What to do> Transcribe each entry. Change nothing.

Dataset items>
= = = = = = =
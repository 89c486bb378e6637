//! The closed sets of cell kinds and slot kinds, and the compatibility
//! relation between them.

use serde::{Deserialize, Serialize};
use std::fmt;

/// The kind of a netlist instance.
#[derive(Clone, Copy, PartialEq, Eq, Hash, Debug, Serialize, Deserialize)]
pub enum CellKind {
    /// A combinational cell (LUT, gate, etc).
    Combinational,
    /// A sequential cell (flip-flop).
    Sequential,
    /// A top-level IO cell.
    Io,
    /// A constant-tie cell.
    Tie,
}

impl fmt::Display for CellKind {
    fn fmt(&self, f: &mut fmt::Formatter<'_>) -> fmt::Result {
        match self {
            CellKind::Combinational => write!(f, "combinational"),
            CellKind::Sequential => write!(f, "sequential"),
            CellKind::Io => write!(f, "io"),
            CellKind::Tie => write!(f, "tie"),
        }
    }
}

/// The kind of a fabric slot.
#[derive(Clone, Copy, PartialEq, Eq, Hash, Debug, Serialize, Deserialize)]
pub enum SlotKind {
    /// A generic combinational logic slot.
    Logic,
    /// A flip-flop slot.
    Dff,
    /// A top-level IO slot.
    Io,
    /// A constant-tie slot.
    Tie,
}

impl fmt::Display for SlotKind {
    fn fmt(&self, f: &mut fmt::Formatter<'_>) -> fmt::Result {
        match self {
            SlotKind::Logic => write!(f, "LOGIC"),
            SlotKind::Dff => write!(f, "DFF"),
            SlotKind::Io => write!(f, "IO"),
            SlotKind::Tie => write!(f, "TIE"),
        }
    }
}

/// Returns whether a cell of the given kind may occupy a slot of the given
/// kind: sequential cells take DFF slots, IO cells take IO slots, tie cells
/// take TIE slots, and every other (combinational) cell takes a LOGIC slot.
pub fn kind_compatible(cell: CellKind, slot: SlotKind) -> bool {
    matches!(
        (cell, slot),
        (CellKind::Sequential, SlotKind::Dff)
            | (CellKind::Io, SlotKind::Io)
            | (CellKind::Tie, SlotKind::Tie)
            | (CellKind::Combinational, SlotKind::Logic)
    )
}

/// The slot kind a cell of the given kind requires.
pub fn required_slot_kind(cell: CellKind) -> SlotKind {
    match cell {
        CellKind::Sequential => SlotKind::Dff,
        CellKind::Io => SlotKind::Io,
        CellKind::Tie => SlotKind::Tie,
        CellKind::Combinational => SlotKind::Logic,
    }
}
= = = = = = =
Response box>
repository 89c486bb378e6637
//! The closed sets of cell kinds and slot kinds, and the compatibility
//! relation between them.

use serde::{Deserialize, Serialize};
use std::fmt;

/// The kind of a netlist instance.
#[derive(Clone, Copy, PartialEq, Eq, Hash, Debug, Serialize, Deserialize)]
pub enum CellKind {
    /// A combinational cell (LUT, gate, etc).
    Combinational,
    /// A sequential cell (flip-flop).
    Sequential,
    /// A top-level IO cell.
    Io,
    /// A constant-tie cell.
    Tie,
}

impl fmt::Display for CellKind {
    fn fmt(&self, f: &mut fmt::Formatter<'_>) -> fmt::Result {
        match self {
            CellKind::Combinational => write!(f, "combinational"),
            CellKind::Sequential => write!(f, "sequential"),
            CellKind::Io => write!(f, "io"),
            CellKind::Tie => write!(f, "tie"),
        }
    }
}

/// The kind of a fabric slot.
#[derive(Clone, Copy, PartialEq, Eq, Hash, Debug, Serialize, Deserialize)]
pub enum SlotKind {
    /// A generic combinational logic slot.
    Logic,
    /// A flip-flop slot.
    Dff,
    /// A top-level IO slot.
    Io,
    /// A constant-tie slot.
    Tie,
}

impl fmt::Display for SlotKind {
    fn fmt(&self, f: &mut fmt::Formatter<'_>) -> fmt::Result {
        match self {
            SlotKind::Logic => write!(f, "LOGIC"),
            SlotKind::Dff => write!(f, "DFF"),
            SlotKind::Io => write!(f, "IO"),
            SlotKind::Tie => write!(f, "TIE"),
        }
    }
}

/// Returns whether a cell of the given kind may occupy a slot of the given
/// kind: sequential cells take DFF slots, IO cells take IO slots, tie cells
/// take TIE slots, and every other (combinational) cell takes a LOGIC slot.
pub fn kind_compatible(cell: CellKind, slot: SlotKind) -> bool {
    matches!(
        (cell, slot),
        (CellKind::Sequential, SlotKind::Dff)
            | (CellKind::Io, SlotKind::Io)
            | (CellKind::Tie, SlotKind::Tie)
            | (CellKind::Combinational, SlotKind::Logic)
    )
}

/// The slot kind a cell of the given kind requires.
pub fn required_slot_kind(cell: CellKind) -> SlotKind {
    match cell {
        CellKind::Sequential => SlotKind::Dff,
        CellKind::Io => SlotKind::Io,
        CellKind::Tie => SlotKind::Tie,
        CellKind::Combinational => SlotKind::Logic,
    }
}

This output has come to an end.